[Data to process]
● ● ● ● ●
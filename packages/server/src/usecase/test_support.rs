//! Fixtures shared by the usecase tests: real in-memory infrastructure and a manual clock.

use std::{sync::Arc, time::Duration};

use hiroba_shared::time::{Clock, ManualClock};
use tokio::sync::{Notify, mpsc};

use crate::{
    domain::{
        ChatMessage, ClientId, Connection, ConnectionLink, ConnectionManager, ConnectionRequest,
        ConnectionRole, CreateSession, MessageBody, MessageDraft, MessageStore, OutboundFrame,
        SessionId, SessionRegistry, Timestamp,
    },
    infrastructure::{
        connection::WebSocketConnectionManager, repository::InMemorySessionRepository,
    },
    usecase::{BroadcastRouter, RelayPolicy, ReplayEngine},
};

pub(crate) const START_MILLIS: i64 = 1_700_000_000_000;

pub(crate) struct Fixture {
    pub repository: Arc<InMemorySessionRepository>,
    pub connections: Arc<WebSocketConnectionManager>,
    pub router: Arc<BroadcastRouter>,
    pub replay: Arc<ReplayEngine>,
    pub clock: Arc<ManualClock>,
    pub policy: RelayPolicy,
}

impl Fixture {
    pub fn new() -> Self {
        Self::with_policy(RelayPolicy {
            close_grace_period: Duration::from_millis(50),
            ..RelayPolicy::default()
        })
    }

    pub fn with_announce_leave(announce_leave: bool) -> Self {
        Self::with_policy(RelayPolicy {
            announce_leave,
            close_grace_period: Duration::from_millis(50),
            ..RelayPolicy::default()
        })
    }

    pub fn with_policy(policy: RelayPolicy) -> Self {
        let repository = Arc::new(InMemorySessionRepository::new());
        let connections = Arc::new(WebSocketConnectionManager::new());
        let router = Arc::new(BroadcastRouter::new(
            repository.clone(),
            connections.clone(),
            policy.announce_leave,
        ));
        let replay = Arc::new(ReplayEngine::new(
            repository.clone(),
            connections.clone(),
            policy.rejoin_window_ms,
        ));
        Self {
            repository,
            connections,
            router,
            replay,
            clock: Arc::new(ManualClock::new(START_MILLIS)),
            policy,
        }
    }

    pub fn sid(value: &str) -> SessionId {
        SessionId::new(value.to_string()).unwrap()
    }

    pub fn cid(value: &str) -> ClientId {
        ClientId::new(value.to_string()).unwrap()
    }

    pub fn now(&self) -> Timestamp {
        Timestamp::new(self.clock.now_millis())
    }

    pub fn chat(&self, who: &str, text: &str) -> MessageDraft {
        MessageDraft::chat(
            Self::cid(who),
            MessageBody::new(text.to_string()).unwrap(),
            self.now(),
        )
    }

    pub async fn create_session(&self, id: &str) {
        self.repository
            .create_or_get(CreateSession::on_join(Self::sid(id), None), self.now())
            .await
            .unwrap();
    }

    pub async fn append(&self, id: &str, draft: MessageDraft) -> ChatMessage {
        self.repository.append(&Self::sid(id), draft).await.unwrap()
    }

    pub fn link() -> (ConnectionLink, mpsc::UnboundedReceiver<OutboundFrame>) {
        let (tx, rx) = mpsc::unbounded_channel();
        (
            ConnectionLink {
                sender: tx,
                terminator: Arc::new(Notify::new()),
            },
            rx,
        )
    }

    /// Register directly with the connection manager, bypassing the connect usecases
    pub async fn register(
        &self,
        role: ConnectionRole,
        session: &str,
        client: Option<&str>,
    ) -> (Connection, mpsc::UnboundedReceiver<OutboundFrame>) {
        let (link, rx) = Self::link();
        let connection = self
            .connections
            .register(
                ConnectionRequest {
                    role,
                    session_id: Self::sid(session),
                    client_id: client.map(Self::cid),
                    joined_at: self.now(),
                },
                link,
            )
            .await
            .unwrap();
        (connection, rx)
    }

    /// Every frame queued so far
    pub fn drain_frames(rx: &mut mpsc::UnboundedReceiver<OutboundFrame>) -> Vec<OutboundFrame> {
        let mut frames = Vec::new();
        while let Ok(frame) = rx.try_recv() {
            frames.push(frame);
        }
        frames
    }

    /// Messages queued so far (close frames are skipped)
    pub fn drain(rx: &mut mpsc::UnboundedReceiver<OutboundFrame>) -> Vec<ChatMessage> {
        Self::drain_frames(rx)
            .into_iter()
            .filter_map(|frame| match frame {
                OutboundFrame::Message(message) => Some(message),
                OutboundFrame::Close { .. } => None,
            })
            .collect()
    }
}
● ● ● ● ●
[Exercise objective] Every line containing the word "Timestamp" should be copied from the material.

[Response area]
        SessionId, SessionRegistry, Timestamp,
    pub fn now(&self) -> Timestamp {
        Timestamp::new(self.clock.now_millis())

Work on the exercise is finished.